------ Extracted entries
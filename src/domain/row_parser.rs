//! Listing Row Interpretation
//!
//! Turns scraped table rows into listings. Two layouts occur on listing
//! pages: rows carrying both ticker and date, and date header rows followed
//! by ticker-only rows. `RowParser` keeps the current date across rows and
//! across pages, so one parser must be used for one crawl in page order.

use chrono::NaiveDate;
use regex::Regex;
use std::sync::OnceLock;

use super::listing::{parse_listing_date, parse_symbol, ListingRecord, RowOutcome, UnparsedReason};

/// Text content of one table row, before interpretation
#[derive(Debug, Clone, Default, PartialEq, Eq)]
pub struct RawRow {
    /// Trimmed text of each cell (`td` or `th`), in order
    pub cells: Vec<String>,
    /// Text of the row's coin link, when present
    pub coin_link: Option<String>,
}

impl RawRow {
    pub fn new(cells: Vec<String>) -> Self {
        Self {
            cells,
            coin_link: None,
        }
    }

    pub fn with_coin_link(mut self, text: impl Into<String>) -> Self {
        self.coin_link = Some(text.into());
        self
    }

    fn is_blank(&self) -> bool {
        self.cells.iter().all(|c| c.trim().is_empty())
            && self.coin_link.as_deref().map_or(true, |l| l.trim().is_empty())
    }
}

fn pair_regex() -> &'static Regex {
    static PAIR: OnceLock<Regex> = OnceLock::new();
    PAIR.get_or_init(|| {
        Regex::new(r"\b([A-Za-z0-9]{1,20})\s*/\s*([A-Za-z]{2,10})\b").expect("valid pair regex")
    })
}

fn date_shape_regex() -> &'static Regex {
    static DATE_SHAPE: OnceLock<Regex> = OnceLock::new();
    DATE_SHAPE.get_or_init(|| {
        Regex::new(
            r"(?i)^(?:\d{1,4}[-./]\d{1,2}[-./]\d{1,4}|\d{1,2}\s+(?:jan|feb|mar|apr|may|jun|jul|aug|sep|oct|nov|dec)[a-z]*\.?\s+\d{2,4}|(?:jan|feb|mar|apr|may|jun|jul|aug|sep|oct|nov|dec)[a-z]*\.?\s+\d{1,2},?\s+\d{2,4})",
        )
        .expect("valid date shape regex")
    })
}

/// Text shaped like a date, whether or not it is a valid one
fn looks_like_date(text: &str) -> bool {
    date_shape_regex().is_match(text.trim())
}

/// Find a `BASE/QUOTE` pair in any cell
fn find_pair(cells: &[String]) -> Option<(String, String)> {
    cells.iter().find_map(|cell| {
        pair_regex().captures(cell).map(|caps| {
            (caps[1].to_uppercase(), caps[2].to_uppercase())
        })
    })
}

/// Last cell that parses as a date, scanning right to left
fn find_date(cells: &[String]) -> Option<NaiveDate> {
    cells.iter().rev().find_map(|cell| parse_listing_date(cell))
}

/// Stateful row interpreter for one exchange crawl
#[derive(Debug, Clone)]
pub struct RowParser {
    exchange_id: String,
    current_date: Option<NaiveDate>,
}

impl RowParser {
    pub fn new(exchange_id: impl Into<String>) -> Self {
        Self {
            exchange_id: exchange_id.into(),
            current_date: None,
        }
    }

    pub fn current_date(&self) -> Option<NaiveDate> {
        self.current_date
    }

    /// Forget the carried date; undated rows are dropped until the next header
    pub fn reset_date(&mut self) {
        self.current_date = None;
    }

    /// Interpret one row, updating the carried-forward date
    pub fn interpret(&mut self, row: &RawRow, source_url: &str) -> RowOutcome {
        if row.is_blank() {
            return RowOutcome::Unparsed(UnparsedReason::Empty);
        }

        let pair = find_pair(&row.cells);
        let row_date = find_date(&row.cells);

        let symbol_text = row
            .coin_link
            .as_deref()
            .filter(|t| !t.trim().is_empty())
            .map(str::to_string)
            .or_else(|| pair.as_ref().map(|(base, _)| base.clone()));

        let Some(symbol_text) = symbol_text else {
            // No ticker: either a date header or noise
            return match row_date {
                Some(date) => {
                    self.current_date = Some(date);
                    RowOutcome::DateHeader(date)
                }
                None => RowOutcome::Unparsed(UnparsedReason::InvalidSymbol(row.cells.join(" "))),
            };
        };

        let Some(symbol) = parse_symbol(&symbol_text) else {
            return RowOutcome::Unparsed(UnparsedReason::InvalidSymbol(symbol_text));
        };

        // A malformed own date must not fall back to the carried one
        if row_date.is_none() {
            if let Some(last) = row.cells.last().map(|c| c.trim()).filter(|c| looks_like_date(c)) {
                return RowOutcome::Unparsed(UnparsedReason::InvalidDate(last.to_string()));
            }
        }

        if let Some(date) = row_date {
            self.current_date = Some(date);
        }

        let Some(listed_at) = self.current_date else {
            return RowOutcome::Unparsed(UnparsedReason::MissingDate(symbol));
        };

        RowOutcome::Parsed(ListingRecord {
            symbol,
            pair: pair.map(|(base, quote)| format!("{}/{}", base, quote)),
            exchange_id: self.exchange_id.clone(),
            listed_at,
            source_url: source_url.to_string(),
        })
    }

    /// Interpret a page of rows in order
    pub fn interpret_all(&mut self, rows: &[RawRow], source_url: &str) -> Vec<RowOutcome> {
        rows.iter().map(|row| self.interpret(row, source_url)).collect()
    }
}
------------
◆ Exercise brief
In the data above, each line holding "table" is to be found and copied.

◆ Answer to the exercise
//! Turns scraped table rows into listings. Two layouts occur on listing
/// Text content of one table row, before interpretation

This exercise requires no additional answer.